Allocating resources to Foreman/Katello services, without oversubscribing the system

Ohai,

in the past, we had several reports that Foreman (and especially in Katello-enabled setups) uses too much memory and OOM kills happen (see e.g. Katello 4.5/Foreman 3.3 memory leak (in gunicorn)). While it is clear that we should aim to fix all possible memory leaks, investigating this possible solutions (and workarounds) for them and monitoring existing setups, we also realized that our default deployments are not optimal as they effectively oversubscribe the available system resources.
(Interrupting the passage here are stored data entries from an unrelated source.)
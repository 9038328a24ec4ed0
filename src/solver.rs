//! The contract with the external answer-set solver.
//!
//! Running the solver process is the embedder's business; this module only
//! defines what a run is asked for and what it hands back, plus the pure
//! helpers that read solver output and test headers.

use std::collections::BTreeMap;

use async_trait::async_trait;
use serde::{Deserialize, Serialize};

use crate::config::JudgeConfig;

/// Simplified solver run status.
#[derive(Debug, Clone, Copy, PartialEq, Eq, Hash, Serialize, Deserialize)]
pub enum SolverStatus {
    Satisfiable,
    Unsatisfiable,
    Ok,
    Unknown,
    Timeout,
    SyntaxError,
}

impl SolverStatus {
    /// Maps a clingo-style exit code.
    pub fn from_exit_code(code: i32) -> Self {
        match code {
            0 => SolverStatus::Ok,
            // Interrupted before any model was found.
            1 => SolverStatus::Unknown,
            // Consistent; 11/31 are interrupted runs, 30/62 exhausted or optimal.
            10 | 11 | 30 | 31 | 62 => SolverStatus::Satisfiable,
            20 => SolverStatus::Unsatisfiable,
            65 | 128 => SolverStatus::SyntaxError,
            _ => SolverStatus::Unknown,
        }
    }
}

impl std::fmt::Display for SolverStatus {
    fn fmt(&self, f: &mut std::fmt::Formatter<'_>) -> std::fmt::Result {
        let label = match self {
            SolverStatus::Satisfiable => "SATISFIABLE",
            SolverStatus::Unsatisfiable => "UNSATISFIABLE",
            SolverStatus::Ok => "OK",
            SolverStatus::Unknown => "UNKNOWN",
            SolverStatus::Timeout => "TIMEOUT",
            SolverStatus::SyntaxError => "SYNTAX_ERROR",
        };
        f.write_str(label)
    }
}

/// Extracts solutions from solver stdout: the line following each
/// `Answer: N` line, split on whitespace.
pub fn read_answers(stdout: &str) -> Vec<Vec<String>> {
    let mut answers = Vec::new();
    let mut answer_next = false;
    for line in stdout.lines() {
        if line.starts_with("Answer: ") {
            answer_next = true;
            continue;
        }
        if !answer_next {
            continue;
        }
        answer_next = false;
        answers.push(line.split_whitespace().map(str::to_string).collect());
    }
    answers
}

/// Constants declared in a test header.
#[derive(Debug, Clone, Default, PartialEq, Eq)]
pub struct TestConstants {
    /// Value of the `MODELS` key, when present and numeric.
    pub models: Option<u32>,
    /// Every other `key=value` binding.
    pub constants: BTreeMap<String, String>,
}

/// Reads `%%% key=value` header lines of a test program.
pub fn parse_constants(test_source: &str) -> TestConstants {
    let mut out = TestConstants::default();
    for line in test_source.lines() {
        let Some(binding) = line.trim_end().strip_prefix("%%% ") else {
            continue;
        };
        let Some((key, value)) = binding.split_once('=') else {
            tracing::warn!(line, "ignoring test header without `=`");
            continue;
        };
        if key == "MODELS" {
            match value.trim().parse() {
                Ok(models) => out.models = Some(models),
                Err(_) => tracing::warn!(value, "ignoring non-numeric MODELS"),
            }
            continue;
        }
        out.constants.insert(key.to_string(), value.to_string());
    }
    out
}

/// Everything the solver needs for one (instance, test) run.
#[derive(Debug, Clone, PartialEq, Eq, Serialize, Deserialize)]
pub struct SolveRequest {
    pub instance: String,
    pub test: String,
    pub models: u32,
    pub constants: BTreeMap<String, String>,
    pub single_agent: bool,
}

impl SolveRequest {
    /// Builds a request from a test program's source, honouring its header.
    pub fn from_test_source(
        instance: impl Into<String>,
        test: impl Into<String>,
        test_source: &str,
        config: &JudgeConfig,
    ) -> Self {
        let header = parse_constants(test_source);
        Self {
            instance: instance.into(),
            test: test.into(),
            models: header
                .models
                .unwrap_or_else(|| config.effective_default_models()),
            constants: header.constants,
            single_agent: config.effective_single_agent(),
        }
    }
}

/// What a solver run produced.
#[derive(Debug, Clone, PartialEq, Eq, Serialize, Deserialize)]
pub struct SolveOutcome {
    pub status: SolverStatus,
    pub solutions: Vec<Vec<String>>,
}

impl SolveOutcome {
    pub fn timed_out() -> Self {
        Self {
            status: SolverStatus::Timeout,
            solutions: Vec::new(),
        }
    }

    /// Interprets a finished run's exit code and stdout.
    pub fn from_output(exit_code: i32, stdout: &str) -> Self {
        Self {
            status: SolverStatus::from_exit_code(exit_code),
            solutions: read_answers(stdout),
        }
    }
}

/// Anything that can produce candidate solutions for a request, typically a
/// wrapper around a solver subprocess.
#[async_trait]
pub trait SolutionSource: Send + Sync {
    async fn solve(&self, request: &SolveRequest) -> SolveOutcome;
}
//! Fatal, structural errors.
//!
//! These abort construction of a validator and point at a broken instance or
//! encoding, never at a bad plan. Plan defects are reported as
//! [`Diagnostic`](crate::Diagnostic)s instead.

/// Errors that prevent a solution from being validated at all.
#[derive(Debug, Clone, PartialEq, Eq, thiserror::Error)]
pub enum JudgeError {
    #[error("can't parse name for predicate '{fact}'")]
    MalformedFact { fact: String },

    #[error("no goal defined, is `goal/1` hidden by `#show`?")]
    NoGoal,

    #[error("fact '{fact}' schedules an action for undeclared agent '{agent}'")]
    UnknownAgent { agent: String, fact: String },
}

pub type JudgeResult<T> = Result<T, JudgeError>;
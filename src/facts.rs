//! Flat textual facts and the declarative tables that recognise them.
//!
//! A fact is `name(arg1,arg2,...)`. Arguments are comma separated with no
//! support for quoting or nesting, except that the *last* field of a pattern
//! swallows the remainder of the argument list. That is what lets
//! `exec(0,move(a,b))` carry a whole action as its final field.
//!
//! Recognition is table driven: a [`PatternTable`] is an ordered list of
//! [`FactPattern`]s and the first entry that accepts a fact claims it.

use std::str::FromStr;
use std::sync::LazyLock;

use regex::Regex;
use serde::{Deserialize, Serialize};

use crate::error::{JudgeError, JudgeResult};

static PREDICATE: LazyLock<Option<Regex>> =
    LazyLock::new(|| Regex::new(r"^(?P<name>\w+)\((?P<args>.*)\)$").ok());

/// Splits `name(args)` into its two halves.
///
/// Returns `None` when the text does not have the general predicate shape.
pub fn split_predicate(text: &str) -> Option<(&str, &str)> {
    let caps = PREDICATE.as_ref()?.captures(text)?;
    let name = caps.name("name")?.as_str();
    let args = caps.name("args")?.as_str();
    Some((name, args))
}

/// One raw fact, split into predicate name and unsplit argument text.
#[derive(Debug, Clone, PartialEq, Eq, Hash, PartialOrd, Ord, Serialize, Deserialize)]
pub struct Fact {
    pub raw: String,
    pub name: String,
    pub args: String,
}

impl Fact {
    /// Parses the general shape of a fact.
    ///
    /// Anything that is not even `name(args)` is malformed input, not an
    /// unexpected predicate, so it is rejected here.
    pub fn parse(raw: &str) -> JudgeResult<Self> {
        let (name, args) = split_predicate(raw).ok_or_else(|| JudgeError::MalformedFact {
            fact: raw.to_string(),
        })?;
        Ok(Self {
            raw: raw.to_string(),
            name: name.to_string(),
            args: args.to_string(),
        })
    }

    /// Parses every fact of a solution, failing on the first malformed one.
    pub fn parse_all<S: AsRef<str>>(solution: &[S]) -> JudgeResult<Vec<Self>> {
        solution.iter().map(|raw| Self::parse(raw.as_ref())).collect()
    }
}

impl std::fmt::Display for Fact {
    fn fmt(&self, f: &mut std::fmt::Formatter<'_>) -> std::fmt::Result {
        f.write_str(&self.raw)
    }
}

/// Shape of one argument slot.
#[derive(Debug, Clone, Copy, PartialEq, Eq)]
pub enum Field {
    /// One or more ASCII digits.
    Int,
    /// One or more word characters (letters, digits, underscore).
    Word,
    /// Anything, including the empty string.
    Any,
}

impl Field {
    pub fn accepts(self, value: &str) -> bool {
        match self {
            Field::Int => !value.is_empty() && value.bytes().all(|b| b.is_ascii_digit()),
            Field::Word => {
                !value.is_empty() && value.chars().all(|c| c.is_alphanumeric() || c == '_')
            }
            Field::Any => true,
        }
    }
}

/// Splits an argument list according to `fields`.
///
/// Every field but the last stops at the next comma; the last one takes the
/// rest of the text.
pub fn split_fields<'a>(args: &'a str, fields: &[Field]) -> Option<Vec<&'a str>> {
    if fields.is_empty() {
        return args.is_empty().then(Vec::new);
    }

    let mut values = Vec::with_capacity(fields.len());
    let mut rest = args;
    for (i, field) in fields.iter().enumerate() {
        let value = if i + 1 == fields.len() {
            rest
        } else {
            let (head, tail) = rest.split_once(',')?;
            rest = tail;
            head
        };
        if !field.accepts(value) {
            return None;
        }
        values.push(value);
    }
    Some(values)
}

/// Parses a numeric field, refusing values that overflow `N`.
pub fn int<N: FromStr>(value: &str) -> Option<N> {
    value.parse().ok()
}

/// A named field extractor: predicate name, argument shape, and the function
/// that turns the split arguments into a typed record.
pub struct FactPattern<T> {
    pub name: &'static str,
    pub fields: &'static [Field],
    pub extract: fn(&[&str]) -> Option<T>,
}

impl<T> FactPattern<T> {
    pub const fn new(
        name: &'static str,
        fields: &'static [Field],
        extract: fn(&[&str]) -> Option<T>,
    ) -> Self {
        Self {
            name,
            fields,
            extract,
        }
    }

    /// Returns the typed record when this pattern accepts `fact`.
    pub fn apply(&self, fact: &Fact) -> Option<T> {
        if fact.name != self.name {
            return None;
        }
        let values = split_fields(&fact.args, self.fields)?;
        (self.extract)(&values)
    }
}

/// An ordered, first-match-wins list of patterns.
pub struct PatternTable<T: 'static> {
    entries: &'static [FactPattern<T>],
}

impl<T: 'static> PatternTable<T> {
    pub const fn new(entries: &'static [FactPattern<T>]) -> Self {
        Self { entries }
    }

    /// Runs the table against `fact` and returns the first record produced.
    pub fn recognize(&self, fact: &Fact) -> Option<T> {
        self.entries.iter().find_map(|pattern| pattern.apply(fact))
    }

    /// Index of the entry that claims `fact`, if any.
    pub fn claimant(&self, fact: &Fact) -> Option<usize> {
        self.entries
            .iter()
            .position(|pattern| pattern.apply(fact).is_some())
    }

    pub fn len(&self) -> usize {
        self.entries.len()
    }

    pub fn is_empty(&self) -> bool {
        self.entries.is_empty()
    }
}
A short example: We assume that the Puma/Rails/Foreman processes consume about 1GB of memory each, and deploy as many “workers” as would fit into system memory (subtracting a small “reservation”). [Yes, if you look closely at puppet-foreman you’ll notice it also considers CPU count, but let’s ignore that for a moment.] If you turn this around, it means whatever “reservation” we put into that formula (today it’s 1.5GB), this is all the memory that all the other processes are allowed to use, as there will be a Puma worker for each other available gigabyte of system memory.

In reality, each Puma worker uses less memory, and shares quite a bit of it with the main process (as we use app prealoading, so the application code only exists once in memory), but it’s still somewhere in the 4-600MB ballpark, which on my 16CPU/32GB machine means with 24 Puma workers (the 24 is due to CPU influencing the formula) something like 14GB “real” usage (and 24GB “allowed”).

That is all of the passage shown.